Antiproliferative effects of trapidil in vascular smooth muscle cells are associated by inhibition of MAPK and P34(cdc2) activity

Trapidil (Tra) is a potent coronary vasodilator. Recent studies have shown that Tra possesses antiproliferative activity in glioma cells and vascular smooth muscle cells (VSMCs). These studies were undertaken to determine the effects of Tra on the cell cycle of cultured rat VSMCs, in particular, the effects on two key enzymes responsible for cell-cycle control in cultured rat VSMCs.
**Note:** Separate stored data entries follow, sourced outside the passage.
use std::{
    collections::{BTreeMap, HashSet},
    error, fmt,
};

static IGNORE_CASE: &str = "IGNORE_CASE";

#[derive(Debug, Clone, PartialEq, Eq)]
pub enum OptionValue {
    Bool(bool),
    Int(i64),
    Str(String),
}

impl OptionValue {
    pub fn option_type(&self) -> OptionType {
        match *self {
            OptionValue::Bool(_) => OptionType::Bool,
            OptionValue::Int(_) => OptionType::Int,
            OptionValue::Str(_) => OptionType::Str,
        }
    }
}

#[derive(Debug, Clone, Copy, PartialEq, Eq)]
pub enum OptionType {
    Bool,
    Int,
    Str,
}

impl fmt::Display for OptionType {
    fn fmt(&self, f: &mut fmt::Formatter) -> fmt::Result {
        match *self {
            OptionType::Bool => write!(f, "boolean"),
            OptionType::Int => write!(f, "integer"),
            OptionType::Str => write!(f, "string"),
        }
    }
}

/// The `options { ... }` block of a grammar.
///
/// Only options that change the behaviour of the analyses are interpreted, all others are
/// kept as written so that callers can still inspect them.
#[derive(Debug, Clone, Default, PartialEq)]
pub struct GrammarOptions {
    ignore_case: bool,
    others: BTreeMap<String, OptionValue>,
}

impl GrammarOptions {
    pub fn new() -> Self {
        GrammarOptions::default()
    }

    /// Builds the options from `(name, value)` entries in declaration order. Option names are
    /// case-insensitive, so `ignore_case` and `IGNORE_CASE` are the same option.
    pub fn from_entries<I, S>(entries: I) -> Result<GrammarOptions, OptionError>
    where
        I: IntoIterator<Item = (S, OptionValue)>,
        S: Into<String>,
    {
        let mut options = GrammarOptions::new();
        let mut seen: HashSet<String> = HashSet::new();

        for (name, value) in entries {
            let name: String = name.into();
            if !seen.insert(name.to_uppercase()) {
                return Err(OptionError::Duplicate(name));
            }
            options.set(name, value)?;
        }

        Ok(options)
    }

    fn set(&mut self, name: String, value: OptionValue) -> Result<(), OptionError> {
        if name.eq_ignore_ascii_case(IGNORE_CASE) {
            return match value {
                OptionValue::Bool(flag) => {
                    self.ignore_case = flag;
                    Ok(())
                }
                other => Err(OptionError::TypeMismatch {
                    name,
                    expected: OptionType::Bool,
                    found: other.option_type(),
                }),
            };
        }

        debug!("Keeping uninterpreted grammar option {} = {:?}", name, value);
        self.others.insert(name, value);
        Ok(())
    }

    pub fn with_ignore_case(mut self, ignore_case: bool) -> Self {
        self.ignore_case = ignore_case;
        self
    }

    pub fn ignore_case(&self) -> bool {
        self.ignore_case
    }

    pub fn get(&self, name: &str) -> Option<&OptionValue> {
        self.others
            .iter()
            .find(|(key, _)| key.eq_ignore_ascii_case(name))
            .map(|(_, value)| value)
    }

    pub fn uninterpreted(&self) -> impl Iterator<Item = (&String, &OptionValue)> {
        self.others.iter()
    }
}

#[derive(Debug, Clone, PartialEq)]
pub enum OptionError {
    TypeMismatch {
        name: String,
        expected: OptionType,
        found: OptionType,
    },
    Duplicate(String),
}

impl fmt::Display for OptionError {
    fn fmt(&self, f: &mut fmt::Formatter) -> fmt::Result {
        match *self {
            OptionError::TypeMismatch {
                ref name,
                ref expected,
                ref found,
            } => write!(
                f,
                "Option {} expects a value of type {} but found {}",
                name, expected, found
            ),
            OptionError::Duplicate(ref name) => write!(f, "Option {} is set more than once", name),
        }
    }
}

impl error::Error for OptionError {
    fn source(&self) -> Option<&(dyn error::Error + 'static)> {
        None
    }
}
VSMCs were synchronized by serum deprivation and then stimulated to enter the cell cycle by serum refeeding; the cell-cycle distribution was subsequently measured by flow cytometry, and VSMCs pretreated with 5, 50, and 500 mu M Tra showed a decrease in S-phase cell-cycle distribution, 13.1, 18.7, and 58.6%, respectively. In addition, the mitotic activity (S + G(2)/M) decreased 12.9, 18.7, and 49.6%, respectively after Tra treatment. The protein expression of p34(cdc2) was determined by Western blot analysis, and Tra treatment did not affect its expression even at 500 mu M Mitogen-activated protein kinase (MAPK) activity and p34(cdc2) kinase activity were assayed by phosphorylation of their specific substrates, myelin basic protein (MBP) and histone H1, after immunoprecipitation. Exposure of VSMCs to Tra resulted in a significant decrease in serum-stimulated MAPK and P34(cdc2) activity. The inhibitory rates of 50 and 500 mu M Tra on MAPK activity were 59.2 and 80.9%, respectively. Tra concentrations of 5, 50, and 500 mu M inhibited p34(cdc2) activity by 16.4, 22.6, and 40.8%, respectively. Furthermore, 500 mu M Tra inhibited the basal kinase activities of MAPK and P34(cdc2) in the cells that were not serum stimulated. These findings demonstrate that Tra significantly decreases the mitotic activity of cultured VSMCs, and that this effect is associated with the inhibitory role of Tra on the kinase activities of MAPK and p34(cdc2).